Hacker News new | past | comments | ask | show | jobs | submit login
Friendly Captcha – GDPR-Compliant Bot Protection (friendlycaptcha.com)
46 points by kosasbest on Aug 8, 2023 | hide | past | favorite | 44 comments



> Friendly Captcha generates a unique crypto puzzle for each visitor. As soon as the user starts filling a form it starts getting solved automatically. Solving it will usually take a few seconds. By the time the user is ready to submit, the puzzle is probably already solved.

What makes this NOT work on a bot machine?


It sounds like a proof of work rate limiter similar to something hashcash. I don't think it will stop a bot machine, just make it very expensive to use. Which is actually all regular captchas do anyway.

Whenever this comes up as an alternative to regular captchas I see a lot of push back that we can't do this because it would cost mobile users to much battery power. If that is really such a concern, let the mobile users solve shitty captchas as an alternative and the rest of us use something like this. Mobile users already endure horrible privacy, no easy ad blocking, countless "install our app" popups and a software ecosystem that is infested with dark patterns so I don't see how they would really even notice.


> I don't think it will stop a bot machine, just make it very expensive to use

My phone solves the captcha puzzle in about three seconds. I assume it's working on one core. If you're running this on a server and it's able to do one every, say, two seconds, and you have sixteen cores, that's still about eight per second. At that point, what is this defending against? You're running into API rate limit territory.

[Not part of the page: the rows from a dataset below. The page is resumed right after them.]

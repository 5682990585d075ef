//! Control object codecs (group 12 and group 41)

use bytes::{BufMut, BytesMut};
use dnp3_core::{CommandStatus, Dnp3Error, Dnp3Result};
use dnp3_database::{AnalogOutputCommand, AnalogOutputValue, ControlCode, Crob};

/// Encoded size of a CROB
pub const CROB_SIZE: usize = 11;

/// Encoded size of an analog output block by variation
pub const fn analog_output_size(variation: u8) -> Option<usize> {
    match variation {
        1 => Some(5),
        2 => Some(3),
        3 => Some(5),
        4 => Some(9),
        _ => None,
    }
}

fn too_short(what: &str, len: usize) -> Dnp3Error {
    Dnp3Error::InvalidData(format!("{} object too short: {} bytes", what, len))
}

/// Decode a group 12 variation 1 object
pub fn decode_crob(data: &[u8]) -> Dnp3Result<Crob> {
    if data.len() < CROB_SIZE {
        return Err(too_short("CROB", data.len()));
    }
    Ok(Crob {
        code: ControlCode::from_u8(data[0]),
        count: data[1],
        on_time: u32::from_le_bytes([data[2], data[3], data[4], data[5]]),
        off_time: u32::from_le_bytes([data[6], data[7], data[8], data[9]]),
        status: CommandStatus::from_u8(data[10]),
    })
}

/// Encode a group 12 variation 1 object
pub fn encode_crob(crob: &Crob, buf: &mut BytesMut) {
    buf.put_u8(crob.code.to_u8());
    buf.put_u8(crob.count);
    buf.put_u32_le(crob.on_time);
    buf.put_u32_le(crob.off_time);
    buf.put_u8(crob.status.as_u8());
}

/// Decode a group 41 object of the given variation
pub fn decode_analog_output(variation: u8, data: &[u8]) -> Dnp3Result<AnalogOutputCommand> {
    let size = analog_output_size(variation).ok_or_else(|| {
        Dnp3Error::InvalidData(format!("Unsupported analog output variation {}", variation))
    })?;
    if data.len() < size {
        return Err(too_short("Analog output", data.len()));
    }
    let value = match variation {
        1 => AnalogOutputValue::I32(i32::from_le_bytes([data[0], data[1], data[2], data[3]])),
        2 => AnalogOutputValue::I16(i16::from_le_bytes([data[0], data[1]])),
        3 => AnalogOutputValue::F32(f32::from_le_bytes([data[0], data[1], data[2], data[3]])),
        _ => {
            let mut raw = [0u8; 8];
            raw.copy_from_slice(&data[..8]);
            AnalogOutputValue::F64(f64::from_le_bytes(raw))
        }
    };
    Ok(AnalogOutputCommand {
        value,
        status: CommandStatus::from_u8(data[size - 1]),
    })
}

/// Encode a group 41 object; the variation follows the value type
pub fn encode_analog_output(command: &AnalogOutputCommand, buf: &mut BytesMut) {
    match command.value {
        AnalogOutputValue::I32(v) => buf.put_i32_le(v),
        AnalogOutputValue::I16(v) => buf.put_i16_le(v),
        AnalogOutputValue::F32(v) => buf.put_f32_le(v),
        AnalogOutputValue::F64(v) => buf.put_f64_le(v),
    }
    buf.put_u8(command.status.as_u8());
}

#[cfg(test)]
mod tests {
    use super::*;
    use dnp3_database::OpType;

    #[test]
    fn test_crob_decode() {
        let data = [0x03, 0x01, 0x64, 0, 0, 0, 0xC8, 0, 0, 0, 0x00];
        let crob = decode_crob(&data).unwrap();
        assert_eq!(crob.code.op_type, OpType::LatchOn);
        assert_eq!(crob.on_time, 100);
        assert_eq!(crob.off_time, 200);
        let mut buf = BytesMut::new();
        encode_crob(&crob, &mut buf);
        assert_eq!(buf.as_ref(), &data);
        assert!(decode_crob(&data[..10]).is_err());
    }

    #[test]
    fn test_analog_output_decode() {
        let command = decode_analog_output(2, &[0x10, 0x00, 0x00]).unwrap();
        assert_eq!(command.value, AnalogOutputValue::I16(16));
        assert!(decode_analog_output(4, &[0; 5]).is_err());
        assert!(decode_analog_output(9, &[0; 9]).is_err());
    }
}
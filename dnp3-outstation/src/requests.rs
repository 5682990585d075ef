//! WRITE, freeze, restart, unsolicited enable, class assignment, delay
//! measurement and configuration activation

use crate::session::{OutstationSession, PendingRequest, Reply};
use dnp3_application::{
    parse_header, HeaderRange, ObjectHeader, ObjectSize, WriteHandler, REQUEST_HEADER_SIZE,
    REGISTRY,
};
use dnp3_core::{ClassMask, DnpTime, Dnp3Result, FunctionCode, Iin};
use dnp3_database::{Database, PointAccess};
use log::{debug, info};
use std::time::{Duration, Instant};

/// Point indices named by a header without object data
///
/// # Arguments
/// * `buf` - The request fragment
/// * `header` - Header to enumerate
/// * `quantity` - Number of points of the addressed type, bounds `All` and
///   plain count headers
///
/// # Errors
/// Returns `Dnp3Error::Parse` if a prefixed header is truncated
pub(crate) fn header_indices(buf: &[u8], header: &ObjectHeader, quantity: u16) -> Dnp3Result<Vec<u16>> {
    Ok(match header.range {
        HeaderRange::Range { start, stop } => (start..=stop).collect(),
        HeaderRange::All => (0..quantity).collect(),
        HeaderRange::Count(_) if header.qualifier.is_indexed() => header
            .points(buf, ObjectSize::None)?
            .iter()
            .map(|p| p.index)
            .collect(),
        HeaderRange::Count(count) => (0..count.min(quantity)).collect(),
    })
}

/// Object data length of a WRITE header
fn write_object_size(handler: WriteHandler) -> ObjectSize {
    match handler {
        WriteHandler::Time | WriteHandler::LastRecordedTime => ObjectSize::Fixed(DnpTime::SIZE),
        WriteHandler::Iin => ObjectSize::Packed(1),
    }
}

/// Group 52 time delay object, fine variation when it fits
fn time_delay_object(delay: Duration) -> (u8, [u8; 2]) {
    match u16::try_from(delay.as_millis()) {
        Ok(millis) => (2, millis.to_le_bytes()),
        Err(_) => {
            let seconds = u16::try_from(delay.as_secs()).unwrap_or(u16::MAX);
            (1, seconds.to_le_bytes())
        }
    }
}

impl<D: Database> OutstationSession<D> {
    pub(crate) fn process_write(&mut self, request: &PendingRequest) -> Reply {
        let fragment = &request.fragment;
        let mut offset = REQUEST_HEADER_SIZE;
        while offset < fragment.len() {
            let header = match parse_header(fragment, offset) {
                Ok(header) => header,
                Err(e) => {
                    debug!("Session {}: write rejected: {}", self.config.source, e);
                    self.request_iin.insert(Iin::PARAMETER_ERROR);
                    break;
                }
            };
            let Some(handler) = REGISTRY.write(header.group, header.variation) else {
                debug!(
                    "Session {}: object g{}v{} unknown for write",
                    self.config.source, header.group, header.variation
                );
                self.request_iin.insert(Iin::OBJECT_UNKNOWN);
                break;
            };
            let result = match handler {
                WriteHandler::Time => self.write_time(fragment, &header),
                WriteHandler::LastRecordedTime => {
                    self.write_last_recorded_time(fragment, &header, request.received_at)
                }
                WriteHandler::Iin => self.write_iin(fragment, &header),
            };
            match result.and_then(|_| header.end(fragment, write_object_size(handler))) {
                Ok(end) => offset = end,
                Err(e) => {
                    debug!("Session {}: write rejected: {}", self.config.source, e);
                    self.request_iin.insert(Iin::PARAMETER_ERROR);
                    break;
                }
            }
        }
        Reply::Respond(self.builder())
    }

    fn write_time(&mut self, fragment: &[u8], header: &ObjectHeader) -> Dnp3Result<()> {
        for point in header.points(fragment, ObjectSize::Fixed(DnpTime::SIZE))? {
            let time = DnpTime::from_bytes(&fragment[point.data])?;
            self.apply_time(time);
        }
        Ok(())
    }

    fn write_last_recorded_time(
        &mut self,
        fragment: &[u8],
        header: &ObjectHeader,
        received_at: Instant,
    ) -> Dnp3Result<()> {
        for point in header.points(fragment, ObjectSize::Fixed(DnpTime::SIZE))? {
            let time = DnpTime::from_bytes(&fragment[point.data])?;
            match self.recorded_time.take() {
                Some(recorded) => {
                    let elapsed = received_at.saturating_duration_since(recorded);
                    self.apply_time(time.add(elapsed));
                }
                None => {
                    debug!(
                        "Session {}: last recorded time written without a recorded time",
                        self.config.source
                    );
                    self.request_iin.insert(Iin::PARAMETER_ERROR);
                }
            }
        }
        Ok(())
    }

    fn apply_time(&mut self, time: DnpTime) {
        if self.db.write_time(time) {
            self.iin.remove(Iin::NEED_TIME);
            info!("Session {}: time set to {} ms", self.config.source, time.as_millis());
        } else {
            self.request_iin.insert(Iin::PARAMETER_ERROR);
        }
    }

    /// Only the restart indication may be cleared
    fn write_iin(&mut self, fragment: &[u8], header: &ObjectHeader) -> Dnp3Result<()> {
        for point in header.points(fragment, ObjectSize::Packed(1))? {
            let set = (fragment[point.data.start] >> point.bit) & 0x01 != 0;
            if point.index == 7 && !set {
                self.iin.remove(Iin::DEVICE_RESTART);
            } else {
                debug!(
                    "Session {}: IIN bit {} may not be written to {}",
                    self.config.source, point.index, set
                );
                self.request_iin.insert(Iin::PARAMETER_ERROR);
            }
        }
        Ok(())
    }

    /// Whether every header of a broadcast WRITE falls in a permitted
    /// category
    pub(crate) fn broadcast_write_permitted(&self, fragment: &[u8]) -> bool {
        let writes = &self.config.broadcast_writes;
        let mut offset = REQUEST_HEADER_SIZE;
        while offset < fragment.len() {
            let Ok(header) = parse_header(fragment, offset) else {
                return false;
            };
            let Some(handler) = REGISTRY.write(header.group, header.variation) else {
                return writes.other;
            };
            let permitted = match handler {
                WriteHandler::Time => writes.clock,
                WriteHandler::LastRecordedTime => writes.last_recorded_time,
                WriteHandler::Iin => writes.cold_restart_iin,
            };
            if !permitted {
                return false;
            }
            match header.end(fragment, write_object_size(handler)) {
                Ok(end) => offset = end,
                Err(_) => return false,
            }
        }
        true
    }

    pub(crate) fn process_freeze(&mut self, request: &PendingRequest, function: FunctionCode) -> Reply {
        let clear = matches!(
            function,
            FunctionCode::FreezeClear | FunctionCode::FreezeClearNoAck
        );
        let fragment = &request.fragment;
        let mut offset = REQUEST_HEADER_SIZE;
        while offset < fragment.len() {
            let header = match parse_header(fragment, offset) {
                Ok(header) => header,
                Err(_) => {
                    self.request_iin.insert(Iin::PARAMETER_ERROR);
                    break;
                }
            };
            let Some(point_type) = REGISTRY.freeze(header.group, header.variation) else {
                self.request_iin.insert(Iin::OBJECT_UNKNOWN);
                break;
            };
            let quantity = self.db.quantity(point_type);
            let indices = match header_indices(fragment, &header, quantity) {
                Ok(indices) => indices,
                Err(_) => {
                    self.request_iin.insert(Iin::PARAMETER_ERROR);
                    break;
                }
            };
            for index in indices {
                if index >= quantity || !self.db.freeze_counter(index, clear) {
                    self.request_iin.insert(Iin::PARAMETER_ERROR);
                }
            }
            match header.end(fragment, ObjectSize::None) {
                Ok(end) => offset = end,
                Err(_) => break,
            }
        }
        debug!("Session {}: {} processed", self.config.source, function);
        if function.is_no_ack() {
            Reply::Silent
        } else {
            Reply::Respond(self.builder())
        }
    }

    pub(crate) fn process_restart(&mut self, function: FunctionCode) -> Reply {
        let delay = if function == FunctionCode::ColdRestart {
            self.db.cold_restart()
        } else {
            self.db.warm_restart()
        };
        let mut builder = self.builder();
        match delay {
            Some(delay) => {
                info!(
                    "Session {}: {} accepted, restart in {:?}",
                    self.config.source, function, delay
                );
                let (variation, data) = time_delay_object(delay);
                builder.push_count_object(52, variation, &data);
            }
            None => self.request_iin.insert(Iin::NO_FUNC_CODE_SUPPORT),
        }
        Reply::Respond(builder)
    }

    pub(crate) fn process_unsolicited_enable(&mut self, request: &PendingRequest, enable: bool) -> Reply {
        if !self.config.unsolicited.allowed {
            self.request_iin.insert(Iin::NO_FUNC_CODE_SUPPORT);
            return Reply::Respond(self.builder());
        }
        let fragment = &request.fragment;
        let mut classes = ClassMask::NONE;
        let mut offset = REQUEST_HEADER_SIZE;
        while offset < fragment.len() {
            let header = match parse_header(fragment, offset) {
                Ok(header) => header,
                Err(_) => {
                    self.request_iin.insert(Iin::PARAMETER_ERROR);
                    break;
                }
            };
            match ClassMask::from_group60_variation(header.variation)
                .filter(|mask| header.group == 60 && *mask != ClassMask::CLASS_0)
            {
                Some(mask) => classes.insert(mask),
                None => {
                    self.request_iin.insert(Iin::OBJECT_UNKNOWN);
                    break;
                }
            }
            offset = header.data_start;
        }

        if enable {
            self.unsol.enabled.insert(classes);
            self.unsol.halted = false;
        } else {
            self.unsol.enabled.remove(classes);
        }
        info!(
            "Session {}: unsolicited classes now {:?}",
            self.config.source, self.unsol.enabled
        );
        self.db.unsol_event_mask(self.unsol.enabled);
        Reply::Respond(self.builder())
    }

    pub(crate) fn process_assign_class(&mut self, request: &PendingRequest) -> Reply {
        let fragment = &request.fragment;
        let mut class: Option<ClassMask> = None;
        let mut offset = REQUEST_HEADER_SIZE;
        while offset < fragment.len() {
            let header = match parse_header(fragment, offset) {
                Ok(header) => header,
                Err(_) => {
                    self.request_iin.insert(Iin::PARAMETER_ERROR);
                    break;
                }
            };
            if header.group == 60 {
                match ClassMask::from_group60_variation(header.variation) {
                    Some(ClassMask::CLASS_0) => class = Some(ClassMask::NONE),
                    Some(mask) => class = Some(mask),
                    None => {
                        self.request_iin.insert(Iin::OBJECT_UNKNOWN);
                        break;
                    }
                }
            } else if let Some(point_type) = REGISTRY.assign_class(header.group, header.variation) {
                let Some(mask) = class else {
                    debug!(
                        "Session {}: class assignment without a class header",
                        self.config.source
                    );
                    self.request_iin.insert(Iin::PARAMETER_ERROR);
                    break;
                };
                let quantity = self.db.quantity(point_type);
                let indices = match header_indices(fragment, &header, quantity) {
                    Ok(indices) => indices,
                    Err(_) => {
                        self.request_iin.insert(Iin::PARAMETER_ERROR);
                        break;
                    }
                };
                for index in indices {
                    if index >= quantity || !self.db.assign_point_class(point_type, index, mask) {
                        self.request_iin.insert(Iin::PARAMETER_ERROR);
                    }
                }
            } else {
                self.request_iin.insert(Iin::OBJECT_UNKNOWN);
                break;
            }
            match header.end(fragment, ObjectSize::None) {
                Ok(end) => offset = end,
                Err(_) => {
                    self.request_iin.insert(Iin::PARAMETER_ERROR);
                    break;
                }
            }
        }
        Reply::Respond(self.builder())
    }

    pub(crate) fn process_delay_measure(&mut self, now: Instant, request: &PendingRequest) -> Reply {
        let elapsed = now.saturating_duration_since(request.received_at);
        let millis = u16::try_from(elapsed.as_millis()).unwrap_or(u16::MAX);
        let mut builder = self.builder();
        builder.push_count_object(52, 2, &millis.to_le_bytes());
        Reply::Respond(builder)
    }

    pub(crate) fn process_activate_config(&mut self, request: &PendingRequest) -> Reply {
        let objects = request.objects();
        let mut builder = self.builder();
        match self.db.activate_config(&objects) {
            Some(status) => {
                let mut data = Vec::with_capacity(7);
                data.extend_from_slice(&status.delay_ms.to_le_bytes());
                data.push(1);
                data.push(status.status_code);
                data.push(status.text_len);
                let pushed = if self.config.send_obj91_resp_qual7 {
                    builder.push_count_object(91, 1, &data)
                } else {
                    builder.push_free_format_object(91, 1, &data)
                };
                if !pushed {
                    return Reply::Respond(self.builder());
                }
            }
            None => self.request_iin.insert(Iin::NO_FUNC_CODE_SUPPORT),
        }
        Reply::Respond(builder)
    }
}
//! Control status codes

use std::fmt;

/// Status code carried by control objects (CROB, analog output blocks)
#[derive(Debug, Clone, Copy, PartialEq, Eq, Hash, Default)]
#[repr(u8)]
pub enum CommandStatus {
    #[default]
    Success = 0,
    Timeout = 1,
    NoSelect = 2,
    FormatError = 3,
    NotSupported = 4,
    AlreadyActive = 5,
    HardwareError = 6,
    Local = 7,
    TooManyObjs = 8,
    NotAuthorized = 9,
    AutomationInhibit = 10,
    ProcessingLimited = 11,
    OutOfRange = 12,
    NonParticipating = 126,
    Undefined = 127,
}

impl CommandStatus {
    pub fn from_u8(value: u8) -> Self {
        match value {
            0 => Self::Success,
            1 => Self::Timeout,
            2 => Self::NoSelect,
            3 => Self::FormatError,
            4 => Self::NotSupported,
            5 => Self::AlreadyActive,
            6 => Self::HardwareError,
            7 => Self::Local,
            8 => Self::TooManyObjs,
            9 => Self::NotAuthorized,
            10 => Self::AutomationInhibit,
            11 => Self::ProcessingLimited,
            12 => Self::OutOfRange,
            126 => Self::NonParticipating,
            _ => Self::Undefined,
        }
    }

    pub const fn as_u8(self) -> u8 {
        self as u8
    }

    pub const fn is_success(self) -> bool {
        matches!(self, Self::Success)
    }
}

impl fmt::Display for CommandStatus {
    fn fmt(&self, f: &mut fmt::Formatter<'_>) -> fmt::Result {
        write!(f, "{:?}", self)
    }
}
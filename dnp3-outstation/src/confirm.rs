//! Confirmation processing
//!
//! A confirm with the UNS bit is matched against the unsolicited response
//! awaiting confirmation, any other confirm against the outstanding
//! solicited response. Confirms that match nothing are ignored.

use crate::events::EventState;
use crate::session::{FragmentKind, OutstationSession};
use dnp3_application::RequestHeader;
use dnp3_core::Iin;
use dnp3_database::Database;
use log::debug;

impl<D: Database> OutstationSession<D> {
    pub(crate) fn process_confirm(&mut self, header: RequestHeader) {
        let seq = header.seq();
        if header.control.uns {
            if !self.unsol.awaiting_confirm || seq != self.unsol.seq {
                debug!(
                    "Session {}: unexpected unsolicited confirm {} ignored",
                    self.config.source, seq
                );
                self.stats.increment_unexpected_confirms();
                return;
            }
            self.stats.increment_confirms_received();
            self.unsol.confirmed();
            self.events.confirm(EventState::SentUnsolicited);
            if self.current.is_some_and(|f| f.kind == FragmentKind::Unsolicited) {
                self.current = None;
            }
            self.outbox.retain(|f| f.kind != FragmentKind::Unsolicited);
            return;
        }

        let matched = self.current.is_some_and(|f| {
            f.kind == FragmentKind::Solicited && f.confirm && f.seq == seq
        });
        if !matched {
            debug!(
                "Session {}: unexpected confirm {} ignored",
                self.config.source, seq
            );
            self.stats.increment_unexpected_confirms();
            return;
        }
        self.stats.increment_confirms_received();
        self.confirm_timer.cancel();
        if self.current.is_some_and(|f| f.all_stations) && self.all_stations_confirm {
            self.iin.remove(Iin::ALL_STATIONS);
            self.all_stations_confirm = false;
        }
        self.current = None;
        self.outbox.retain(|f| f.kind != FragmentKind::Solicited);
        self.events.confirm(EventState::SentSolicited);
    }
}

The whole point of a captcha is to make it unsolvable for a machine. Not to make it more expensive. Because the bad actors will eventually make it cheap, and then it's not effective anymore. Consider that today, it's often cheaper to farm out CAPTCHA puzzles to a room full of humans on laptops than it is to solve them. Making it a purely computational challenge is almost certainly saving money for the bad actors.


> At that point, what is this defending against?

I have seen spam attacks against webforms running with hundreds of calls per seconds. We in the end ran our own solution - a simple math captcha was all it took.


In college (2010) I built a honeypot to test this. Simply adding a field that blocks anything that doesn't run JavaScript worked in most cases. And that makes sense: a lot of this junk is garbage like malicious WordPress plugins that crank away to just fire off HTTP requests.

But you don't need proof of work to stop that abuse. The simplest JS with a fallback to a "I'm not a bot" checkbox would do the trick. So you're defending against folks that do run JavaScript, but...not fast?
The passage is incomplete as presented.